Speckled Bush Cricket, The Garden House - male

August 4th and I headed off to Wembury again. It was cloudy and very windy with a strong south westerly breeze and the waves were crashing up the main beach at the high tide where a flock of black headed gulls and a few herring gulls were feeding in the churned up surf. Scanning through and I found an adult and 4 juvenile Mediterranean gulls amongst the flock, 1 juvenile had a green plastic leg ring but I couldn't get any details on it as it flew amongst the waves or rested on the sea. It was interesting to see the size differences of the juvenile Meds when 3 of them rested on the sea together - presumably the smallest bird was a female.  A leucistic black headed gull amongst the flock was most unusual looking.

 Juvenile Mediterranean Gulls, Wembury
Juvenile Mediterranean Gulls - smaller individual on the left

Heading off towards the sewage pipe and hoping that there hadn't been any disturbance from walkers along the beach and I was pleased to see a flock of gulls roosting on the tideline. I found another adult Mediterranean gull amongst the black headed gulls and what I thought was a juvenile yellow legged gull before it flew off towards Plymouth and out of sight (yes, it's that time of year when I frustrate the hell out of myself trying to ID large juvenile gulls) - however it appears to have been a juvenile herring gull after all.

Adult Mediterranean Gull

Juvenile Herring Gull

Offshore and again there were lots of gannets swirling around and so I decided to set up my telescope for a proper sea watch, hunkering down out of the wind on the beach near the old swimming pool. I scanned from The Mewstone towards Plymouth and being low down and almost at sea level I had some lovely views of Manx shearwaters as they banked up out of the wave troughs and showed well against the sky line. I counted 20-30 per minute heading west although a few were also seen heading east, and they tended to appear in pulses with the odd single bird flying past and then a little group of up to 20 birds. There must have been higher numbers passing by than I counted as my position low down to the water meant restricted viewing, and after an hours watching the sun appeared, the wind dropped slightly and the Manxies dried up entirely.

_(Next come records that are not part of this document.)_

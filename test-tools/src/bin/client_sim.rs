/*
SPDX-FileCopyrightText: Copyright 2026 LG Electronics Inc.
SPDX-License-Identifier: MIT
*/

//! Manual protocol client for lecture-sched.
//!
//! ```text
//! client-sim send "ADD LECTURE|Monday|10:00|R101|CS101" "DISPLAY SCHEDULE||||"
//! echo "EARLY LECTURES||||" | client-sim send
//! client-sim race --clients 50 --day Monday --time 11:00
//! ```

use anyhow::{bail, Context, Result};
use clap::{Parser, Subcommand};
use tokio::io::{AsyncBufReadExt, AsyncWriteExt, BufReader};
use tokio::net::TcpStream;
use tracing::{info, warn};

use lecture_sched::config::DEFAULT_PORT;
use lecture_sched::gateway::protocol::{Action, Request, TERMINATE};

#[derive(Debug, Parser)]
#[command(name = "client-sim", about = "lecture-sched protocol client (testing only)")]
struct Cli {
    #[arg(long, default_value = "localhost")]
    host: String,

    #[arg(short = 'p', long, default_value_t = DEFAULT_PORT)]
    port: u16,

    #[command(subcommand)]
    mode: Mode,
}

#[derive(Debug, Subcommand)]
enum Mode {
    /// Send request lines (arguments, or stdin when none) and print replies.
    Send { lines: Vec<String> },

    /// Open N connections that all try to book the same slot.
    Race {
        #[arg(short = 'n', long, default_value_t = 20)]
        clients: usize,
        #[arg(long, default_value = "Monday")]
        day: String,
        #[arg(long, default_value = "09:00")]
        time: String,
        #[arg(long, default_value = "RACE")]
        module: String,
    },
}

/// One request/reply exchange followed by the STOP handshake.
struct Session {
    lines: tokio::io::Lines<BufReader<tokio::net::tcp::OwnedReadHalf>>,
    writer: tokio::net::tcp::OwnedWriteHalf,
}

impl Session {
    async fn connect(addr: &str) -> Result<Self> {
        let stream = TcpStream::connect(addr)
            .await
            .with_context(|| format!("Unable to connect to {addr}"))?;
        let (reader, writer) = stream.into_split();
        Ok(Self {
            lines: BufReader::new(reader).lines(),
            writer,
        })
    }

    async fn exchange(&mut self, line: &str) -> Result<String> {
        self.writer.write_all(line.as_bytes()).await?;
        self.writer.write_all(b"\n").await?;
        match self.lines.next_line().await? {
            Some(reply) => Ok(reply),
            None => bail!("server closed the connection"),
        }
    }

    async fn stop(mut self) -> Result<()> {
        let reply = self.exchange(&Request::Stop.to_line()).await?;
        if reply != TERMINATE {
            warn!(reply = %reply, "unexpected reply to STOP");
        }
        Ok(())
    }
}

async fn run_send(addr: &str, mut lines: Vec<String>) -> Result<()> {
    if lines.is_empty() {
        let mut stdin = BufReader::new(tokio::io::stdin()).lines();
        while let Some(line) = stdin.next_line().await? {
            lines.push(line);
        }
    }

    let mut session = Session::connect(addr).await?;
    for line in &lines {
        let reply = session.exchange(line).await?;
        if line.to_uppercase().starts_with("DISPLAY SCHEDULE") {
            for cell in reply.split(';') {
                println!("{cell}");
            }
        } else {
            println!("{reply}");
        }
    }
    session.stop().await
}

async fn run_race(addr: &str, clients: usize, day: &str, time: &str, module: &str) -> Result<()> {
    let mut tasks = Vec::with_capacity(clients);
    for i in 0..clients {
        let addr = addr.to_string();
        let room = format!("R{i}");
        let line = Request::command(Action::AddLecture, day, time, &room, module).to_line();
        tasks.push(tokio::spawn(async move {
            let mut session = Session::connect(&addr).await?;
            let reply = session.exchange(&line).await?;
            session.stop().await?;
            anyhow::Ok(reply)
        }));
    }

    let mut wins = 0usize;
    let mut failures = 0usize;
    for task in tasks {
        match task.await? {
            Ok(reply) if reply.starts_with("Lecture scheduled:") => wins += 1,
            Ok(_) => {}
            Err(e) => {
                failures += 1;
                warn!("client failed: {e:#}");
            }
        }
    }

    info!(clients, wins, failures, "race finished");
    println!("{wins} of {clients} clients booked {day} {time}");
    if wins > 1 {
        bail!("slot double-booked ({wins} winners)");
    }
    Ok(())
}

#[tokio::main]
async fn main() -> Result<()> {
    tracing_subscriber::fmt()
        .with_env_filter(
            tracing_subscriber::EnvFilter::try_from_default_env()
                .unwrap_or_else(|_| tracing_subscriber::EnvFilter::new("info")),
        )
        .init();

    let cli = Cli::parse();
    let addr = format!("{}:{}", cli.host, cli.port);

    match cli.mode {
        Mode::Send { lines } => run_send(&addr, lines).await,
        Mode::Race {
            clients,
            day,
            time,
            module,
        } => run_race(&addr, clients, &day, &time, &module).await,
    }
}
/*
SPDX-FileCopyrightText: Copyright 2026 LG Electronics Inc.
SPDX-License-Identifier: MIT
*/

//! Core timetable data structures.
//!
//! ```text
//! client ──(ADD LECTURE|day|time|room|module)──►  Lecture  ──►  Schedule[SlotKey]
//!                                                   ↑
//!                                   time rewritten in place by the shift job
//! ```
//!
//! The timetable is a fixed grid of [`DAYS`] × [`HOURS`].  A lecture lives
//! at exactly one [`SlotKey`]; the key is built from day and time only, so
//! two rooms can never share a slot.

use std::fmt;

// ── Fixed vocabularies ────────────────────────────────────────────────────────

/// Teaching days, in display order.
pub const DAYS: [&str; 5] = ["Monday", "Tuesday", "Wednesday", "Thursday", "Friday"];

/// Teaching hours, earliest first.  The shift job only ever moves a lecture
/// towards index 0 of this array.
pub const HOURS: [&str; 9] = [
    "09:00", "10:00", "11:00", "12:00", "13:00", "14:00", "15:00", "16:00", "17:00",
];

/// Number of grid cells rendered by a schedule display.
pub const GRID_SIZE: usize = DAYS.len() * HOURS.len();

/// Returns `true` if `time` is exactly `HH:00` with `HH` in `00..=23`.
///
/// Hours outside the teaching window (e.g. `"08:00"`) are accepted here; they
/// are stored but never displayed or shifted.
pub fn is_valid_time(time: &str) -> bool {
    let bytes = time.as_bytes();
    if bytes.len() != 5 || &bytes[2..] != b":00" {
        return false;
    }
    if !bytes[0].is_ascii_digit() || !bytes[1].is_ascii_digit() {
        return false;
    }
    let hour = (bytes[0] - b'0') * 10 + (bytes[1] - b'0');
    hour <= 23
}

/// Position of `time` in [`HOURS`], or `None` for off-grid times.
pub fn hour_index(time: &str) -> Option<usize> {
    HOURS.iter().position(|h| *h == time)
}

// ── SlotKey ───────────────────────────────────────────────────────────────────

/// Schedule map key: `"<day> <time>"`.
///
/// Room is deliberately not part of the key.
#[derive(Debug, Clone, PartialEq, Eq, PartialOrd, Ord, Hash)]
pub struct SlotKey(String);

impl SlotKey {
    pub fn new(day: &str, time: &str) -> Self {
        SlotKey(format!("{day} {time}"))
    }

    pub fn as_str(&self) -> &str {
        &self.0
    }
}

impl fmt::Display for SlotKey {
    fn fmt(&self, f: &mut fmt::Formatter<'_>) -> fmt::Result {
        f.write_str(&self.0)
    }
}

// ── Lecture ───────────────────────────────────────────────────────────────────

/// Engine-assigned identity of a lecture.
///
/// Never sent over the wire.  Shift jobs work from a snapshot, so they need a
/// way to find a lecture again after another job has moved it.
#[derive(Debug, Clone, Copy, PartialEq, Eq, PartialOrd, Ord, Hash)]
pub struct LectureId(pub u64);

/// One scheduled lecture.
///
/// # Lifecycle
/// Created by a successful add, `time` rewritten only by the shift job,
/// dropped by a successful remove.
#[derive(Debug, Clone, PartialEq, Eq)]
pub struct Lecture {
    pub id: LectureId,
    pub day: String,
    pub time: String,
    pub room: String,
    pub module: String,
}

impl Lecture {
    pub fn new(
        id: LectureId,
        day: impl Into<String>,
        time: impl Into<String>,
        room: impl Into<String>,
        module: impl Into<String>,
    ) -> Self {
        Self {
            id,
            day: day.into(),
            time: time.into(),
            room: room.into(),
            module: module.into(),
        }
    }

    /// Key of the slot this lecture currently occupies.
    pub fn slot(&self) -> SlotKey {
        SlotKey::new(&self.day, &self.time)
    }
}

/// Wire descriptor used inside a schedule display.
impl fmt::Display for Lecture {
    fn fmt(&self, f: &mut fmt::Formatter<'_>) -> fmt::Result {
        write!(
            f,
            "Module: {} | Day: {} | Time: {} | Room: {}",
            self.module, self.day, self.time, self.room
        )
    }
}

// ── Tests ─────────────────────────────────────────────────────────────────────

#[cfg(test)]
mod tests {
    use super::*;

    #[test]
    fn valid_times_are_accepted() {
        for t in ["00:00", "09:00", "14:00", "17:00", "23:00"] {
            assert!(is_valid_time(t), "{t} should be valid");
        }
    }

    #[test]
    fn off_hour_and_malformed_times_are_rejected() {
        for t in [
            "24:00", "14:30", "9:00", "14:00 ", "1400", "ab:00", "", "14:0", "-1:00", "14:000",
        ] {
            assert!(!is_valid_time(t), "{t:?} should be rejected");
        }
    }

    #[test]
    fn hour_index_covers_teaching_window_only() {
        assert_eq!(hour_index("09:00"), Some(0));
        assert_eq!(hour_index("17:00"), Some(8));
        assert_eq!(hour_index("08:00"), None);
        assert_eq!(hour_index("18:00"), None);
    }

    #[test]
    fn grid_is_five_by_nine() {
        assert_eq!(GRID_SIZE, 45);
    }

    #[test]
    fn slot_key_ignores_room() {
        let a = Lecture::new(LectureId(1), "Monday", "10:00", "R101", "CS101");
        let b = Lecture::new(LectureId(2), "Monday", "10:00", "R102", "CS102");
        assert_eq!(a.slot(), b.slot());
        assert_eq!(a.slot().as_str(), "Monday 10:00");
    }

    #[test]
    fn lecture_descriptor_format() {
        let l = Lecture::new(LectureId(7), "Friday", "16:00", "B2", "MA4001");
        assert_eq!(
            l.to_string(),
            "Module: MA4001 | Day: Friday | Time: 16:00 | Room: B2"
        );
    }
}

The highlight though were at least 2 great skua - single birds were briefly seen but 2 birds together showed very well if a little distantly above the waves. They were chasing each other with 1 bird having larger and brighter white wing flashes, presumably an older bird, and their short tails and bulky build were also noticeable.

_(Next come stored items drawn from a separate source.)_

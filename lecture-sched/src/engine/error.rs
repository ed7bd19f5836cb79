/*
SPDX-FileCopyrightText: Copyright 2026 LG Electronics Inc.
SPDX-License-Identifier: MIT
*/

//! Structured rejection reasons for the scheduling engine.
//!
//! The `Display` text of every variant is exactly the line sent back to the
//! client, so the gateway never re-formats an engine error.  Protocol level
//! failures (`malformed-request`, `unknown-action`) live in
//! [`ProtocolError`](crate::gateway::protocol::ProtocolError) and transport
//! failures in [`GatewayError`](crate::gateway::GatewayError).
//!
//! | Variant | Taxonomy name |
//! |---|---|
//! | `InvalidTimeFormat` | `invalid-time-format` |
//! | `RoomAlreadyBooked` | `room-already-booked` |
//! | `ModuleCapacityExceeded` | `module-capacity-exceeded` |
//! | `SlotAlreadyBooked` | `slot-already-booked` |
//! | `SlotEmpty` | `slot-empty` |

use thiserror::Error;

#[derive(Debug, Clone, PartialEq, Eq, Error)]
pub enum ScheduleError {
    /// Time is not `HH:00` in 24-hour format.
    #[error("ERROR: Lectures must be on the hour (e.g., 14:00) in 24-hour format.")]
    InvalidTimeFormat { time: String },

    /// Same room, day and time already booked.
    #[error("ERROR: Room {room} is already booked at {time} on {day}.")]
    RoomAlreadyBooked {
        day: String,
        time: String,
        room: String,
    },

    /// A new module was offered while the active set is full.
    #[error("ERROR: Cannot add more than {limit} modules.")]
    ModuleCapacityExceeded { module: String, limit: usize },

    /// The (day, time) slot is taken, whatever the room.
    #[error("ERROR: Time slot already booked.")]
    SlotAlreadyBooked { day: String, time: String },

    /// Remove target does not exist.
    #[error("ERROR: No lecture found at the specified time.")]
    SlotEmpty { day: String, time: String },
}

impl ScheduleError {
    /// Taxonomy name, used as a structured log field.
    pub fn kind(&self) -> &'static str {
        match self {
            ScheduleError::InvalidTimeFormat { .. } => "invalid-time-format",
            ScheduleError::RoomAlreadyBooked { .. } => "room-already-booked",
            ScheduleError::ModuleCapacityExceeded { .. } => "module-capacity-exceeded",
            ScheduleError::SlotAlreadyBooked { .. } => "slot-already-booked",
            ScheduleError::SlotEmpty { .. } => "slot-empty",
        }
    }
}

A singing cirl bunting showed well and 4 juvenile whitethroats were skulking together in a sloe bush, presumably a recently fledged family. The juvenile kestrel was still around but wasn't interested in horse turds this time and on the rocks with the oystercatchers were 2 whimbrels again along with 2 little egrets and 1 curlew. 

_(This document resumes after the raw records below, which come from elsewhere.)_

/*
SPDX-FileCopyrightText: Copyright 2026 LG Electronics Inc.
SPDX-License-Identifier: MIT
*/

//! Protocol gateway.
//!
//! ```text
//! TcpListener ──accept──► connection task ──line──► Request::parse ──► ScheduleEngine
//!      │                        ▲                                          │
//!      └─ semaphore cap         └──────────────── one reply line ◄─────────┘
//! ```
//!
//! Each accepted socket gets its own tokio task running a
//! read → dispatch → write loop.  A transport error ends that task only.
//!
//! # EARLY LECTURES contract
//! The shift job is detached onto the blocking pool and the client gets
//! [`SHIFT_ACK`] straight away.  The job's outcome is **never** written back
//! to the requesting client; it only appears in the log.  Callers that need
//! the outcome use [`ScheduleEngine::spawn_early_lectures`] directly.

pub mod protocol;

use std::sync::Arc;

use anyhow::{Context, Result};
use thiserror::Error;
use tokio::io::{AsyncBufReadExt, AsyncRead, AsyncWrite, AsyncWriteExt, BufReader};
use tokio::net::TcpListener;
use tokio::sync::Semaphore;
use tracing::{debug, error, info, warn};

use crate::engine::ScheduleEngine;
use protocol::{Action, Request, SHIFT_ACK, TERMINATE};

// ── Errors ────────────────────────────────────────────────────────────────────

/// Failure that ends a single connection (`communication-fault`).
#[derive(Debug, Error)]
pub enum GatewayError {
    #[error("client communication error: {0}")]
    Communication(#[from] std::io::Error),
}

// ── Dispatch ──────────────────────────────────────────────────────────────────

/// What the connection loop should do after a request line.
#[derive(Debug, Clone, PartialEq, Eq)]
pub enum Reply {
    /// Write the line and keep reading.
    Line(String),
    /// Write the line and close the connection.
    Close(String),
}

/// Turns one request line into a reply, running the engine operation.
///
/// `EARLY LECTURES` is started in the background and answered with
/// [`SHIFT_ACK`] before it completes; everything else is synchronous.
pub fn dispatch(engine: &Arc<ScheduleEngine>, peer: &str, line: &str) -> Reply {
    let request = match Request::parse(line) {
        Ok(request) => request,
        Err(e) => {
            debug!(peer, kind = e.kind(), "rejected request");
            return Reply::Line(e.to_string());
        }
    };

    let (action, day, time, room, module) = match request {
        Request::Stop => return Reply::Close(TERMINATE.to_string()),
        Request::Command {
            action,
            day,
            time,
            room,
            module,
        } => (action, day, time, room, module),
    };

    let reply = match action {
        Action::AddLecture => match engine.add_lecture(&day, &time, &room, &module) {
            Ok(ok) => ok.to_string(),
            Err(e) => {
                debug!(peer, kind = e.kind(), "add rejected");
                e.to_string()
            }
        },
        Action::RemoveLecture => match engine.remove_lecture(&day, &time) {
            Ok(ok) => ok.to_string(),
            Err(e) => {
                debug!(peer, kind = e.kind(), "remove rejected");
                e.to_string()
            }
        },
        Action::DisplaySchedule => engine.display_schedule().to_string(),
        Action::EarlyLectures => {
            start_early_lectures(engine, peer);
            SHIFT_ACK.to_string()
        }
    };
    Reply::Line(reply)
}

/// Detaches a shift run; progress goes to the log only.
fn start_early_lectures(engine: &Arc<ScheduleEngine>, peer: &str) {
    let handle = engine.spawn_early_lectures();
    let peer = peer.to_string();
    info!(peer = %peer, "EARLY LECTURES task started");

    tokio::spawn(async move {
        match handle.await {
            Ok(outcome) => info!(
                peer = %peer,
                changed = outcome.changed,
                days = outcome.days,
                "Finished EARLY LECTURES task: {outcome}"
            ),
            Err(e) => error!(peer = %peer, "EARLY LECTURES task failed: {e}"),
        }
    });
}

// ── Connection loop ───────────────────────────────────────────────────────────

/// Strips the `\n` / `\r\n` terminator and decodes the rest.
///
/// Invalid UTF-8 is replaced rather than rejected; such a line is a bad
/// request, not a transport fault.
fn decode_line(raw: &[u8]) -> std::borrow::Cow<'_, str> {
    let raw = raw.strip_suffix(b"\n").unwrap_or(raw);
    let raw = raw.strip_suffix(b"\r").unwrap_or(raw);
    String::from_utf8_lossy(raw)
}

/// Serves one client until EOF, `STOP`, or a transport error.
///
/// Generic over the stream so tests can drive it with `tokio::io::duplex`.
pub async fn handle_connection<S>(
    stream: S,
    peer: &str,
    engine: Arc<ScheduleEngine>,
) -> Result<(), GatewayError>
where
    S: AsyncRead + AsyncWrite + Unpin,
{
    let (reader, mut writer) = tokio::io::split(stream);
    let mut reader = BufReader::new(reader);
    let mut buf = Vec::new();

    loop {
        buf.clear();
        if reader.read_until(b'\n', &mut buf).await? == 0 {
            break;
        }
        let line = decode_line(&buf);
        debug!(peer, request = %line, "client request");

        let (text, close) = match dispatch(&engine, peer, &line) {
            Reply::Line(text) => (text, false),
            Reply::Close(text) => (text, true),
        };

        writer.write_all(text.as_bytes()).await?;
        writer.write_all(b"\n").await?;
        writer.flush().await?;

        if close {
            debug!(peer, "client sent STOP");
            break;
        }
    }

    writer.shutdown().await?;
    Ok(())
}

// ── Listener ──────────────────────────────────────────────────────────────────

/// Accept loop.  Runs until the listener task is dropped or aborted.
///
/// At most `max_connections` clients are served at once; further clients
/// wait in the kernel backlog until a slot frees up.
pub async fn serve(
    listener: TcpListener,
    engine: Arc<ScheduleEngine>,
    max_connections: usize,
) -> Result<()> {
    let local = listener
        .local_addr()
        .context("Listener has no local address")?;
    let slots = Arc::new(Semaphore::new(max_connections.max(1)));

    info!(addr = %local, max_connections, "Server started. Waiting for clients...");

    loop {
        let permit = Arc::clone(&slots)
            .acquire_owned()
            .await
            .context("connection semaphore closed")?;

        let (socket, addr) = match listener.accept().await {
            Ok(accepted) => accepted,
            Err(e) => {
                warn!("accept failed: {e}");
                continue;
            }
        };

        let engine = Arc::clone(&engine);
        tokio::spawn(async move {
            let peer = addr.to_string();
            info!(peer = %peer, "Client connected");

            match handle_connection(socket, &peer, engine).await {
                Ok(()) => info!(peer = %peer, "Client disconnected"),
                Err(e) => warn!(peer = %peer, "{e}"),
            }
            drop(permit);
        });
    }
}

I did a 15 minute Big Butterfly Count as well, seeing a male common blue, 10 gatekeeper, 1 red admiral, 1 peacock, 1 painted lady, 8 meadow brown and 2 large white on my 15 minute wander around Wembury Point.

And so a bit of sea watching at Wembury of all places, a quite enjoyable hours watching although tiring on the eyes scanning through a telescope. And great skua takes my year list to 171.